| Data section |
□ □ □
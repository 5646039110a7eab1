//! Scheduler loop and batch selection
//!
//! One loop per queue. Each iteration parks on four gates in order: started,
//! pending work, spare capacity, pacing delay. Gates are `Notify` permits, so
//! a wake that lands while the loop is busy is kept and rapid pushes collapse
//! into a single cycle.

use std::sync::Arc;

use tokio::sync::Notify;
use tracing::{debug, info, warn};

use super::core::Shared;
use super::task::{CancelReason, TaskInfo};

/// Run the scheduler loop until the task is aborted
pub(crate) async fn run<P, R>(shared: Arc<Shared<P, R>>)
where
    P: Send + Sync + 'static,
    R: Send + Sync + 'static,
{
    info!("Scheduler loop running");
    loop {
        wait_until(&shared.started_notify, || shared.lock().started).await;
        wait_until(&shared.added_notify, || shared.lock().store.pending_count() > 0).await;
        wait_until(&shared.free_notify, || {
            shared.lock().store.running_count() < shared.options.concurrent
        })
        .await;
        tokio::time::sleep(shared.options.delay()).await;

        let batch = {
            let inner = shared.lock();
            if !inner.started {
                debug!("run: stopped during delay, back to start gate");
                continue;
            }
            let capacity = shared.options.concurrent.saturating_sub(inner.store.running_count());
            inner.store.select_batch(capacity)
        };
        if batch.is_empty() {
            continue;
        }

        let batch = apply_before_work(&shared, batch);
        if !batch.is_empty() {
            shared.dispatch_batch(batch);
        }
    }
}

/// Park on `notify` until `ready` holds
async fn wait_until(notify: &Notify, mut ready: impl FnMut() -> bool) {
    while !ready() {
        notify.notified().await;
    }
}

/// Pass the selected batch through the before-work hook, if any
///
/// Selected tasks the hook leaves out are discarded. A hook error fails the
/// whole batch through the normal failure path, except that it is never
/// re-raised under `throw_on_error`: it runs on the scheduler loop, which
/// must keep going.
fn apply_before_work<P, R>(shared: &Arc<Shared<P, R>>, batch: Vec<TaskInfo<P>>) -> Vec<TaskInfo<P>>
where
    P: Send + Sync + 'static,
    R: Send + Sync + 'static,
{
    let Some(hook) = shared.before_work.as_ref() else {
        return batch;
    };

    match hook(batch.clone()) {
        Ok(None) => batch,
        Ok(Some(replacement)) => {
            for task in &batch {
                if !replacement.iter().any(|t| t.id == task.id) {
                    debug!(id = %task.id, "apply_before_work: task dropped by hook");
                    shared.cancel_task(task.id, CancelReason::BeforeWork);
                }
            }
            replacement
        }
        Err(err) => {
            warn!(error = %err, count = batch.len(), "before-work hook failed, failing batch");
            let err = Arc::new(err);
            for task in batch {
                shared.fail_pending(task.id, Arc::clone(&err));
            }
            Vec::new()
        }
    }
}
□ □ □
| What you should do |
Restate all entries above verbatim.

| Response to the task |
repository 5646039110a7eab1
//! Scheduler loop and batch selection
//!
//! One loop per queue. Each iteration parks on four gates in order: started,
//! pending work, spare capacity, pacing delay. Gates are `Notify` permits, so
//! a wake that lands while the loop is busy is kept and rapid pushes collapse
//! into a single cycle.

use std::sync::Arc;

use tokio::sync::Notify;
use tracing::{debug, info, warn};

use super::core::Shared;
use super::task::{CancelReason, TaskInfo};

/// Run the scheduler loop until the task is aborted
pub(crate) async fn run<P, R>(shared: Arc<Shared<P, R>>)
where
    P: Send + Sync + 'static,
    R: Send + Sync + 'static,
{
    info!("Scheduler loop running");
    loop {
        wait_until(&shared.started_notify, || shared.lock().started).await;
        wait_until(&shared.added_notify, || shared.lock().store.pending_count() > 0).await;
        wait_until(&shared.free_notify, || {
            shared.lock().store.running_count() < shared.options.concurrent
        })
        .await;
        tokio::time::sleep(shared.options.delay()).await;

        let batch = {
            let inner = shared.lock();
            if !inner.started {
                debug!("run: stopped during delay, back to start gate");
                continue;
            }
            let capacity = shared.options.concurrent.saturating_sub(inner.store.running_count());
            inner.store.select_batch(capacity)
        };
        if batch.is_empty() {
            continue;
        }

        let batch = apply_before_work(&shared, batch);
        if !batch.is_empty() {
            shared.dispatch_batch(batch);
        }
    }
}

/// Park on `notify` until `ready` holds
async fn wait_until(notify: &Notify, mut ready: impl FnMut() -> bool) {
    while !ready() {
        notify.notified().await;
    }
}

/// Pass the selected batch through the before-work hook, if any
///
/// Selected tasks the hook leaves out are discarded. A hook error fails the
/// whole batch through the normal failure path, except that it is never
/// re-raised under `throw_on_error`: it runs on the scheduler loop, which
/// must keep going.
fn apply_before_work<P, R>(shared: &Arc<Shared<P, R>>, batch: Vec<TaskInfo<P>>) -> Vec<TaskInfo<P>>
where
    P: Send + Sync + 'static,
    R: Send + Sync + 'static,
{
    let Some(hook) = shared.before_work.as_ref() else {
        return batch;
    };

    match hook(batch.clone()) {
        Ok(None) => batch,
        Ok(Some(replacement)) => {
            for task in &batch {
                if !replacement.iter().any(|t| t.id == task.id) {
                    debug!(id = %task.id, "apply_before_work: task dropped by hook");
                    shared.cancel_task(task.id, CancelReason::BeforeWork);
                }
            }
            replacement
        }
        Err(err) => {
            warn!(error = %err, count = batch.len(), "before-work hook failed, failing batch");
            let err = Arc::new(err);
            for task in batch {
                shared.fail_pending(task.id, Arc::clone(&err));
            }
            Vec::new()
        }
    }
}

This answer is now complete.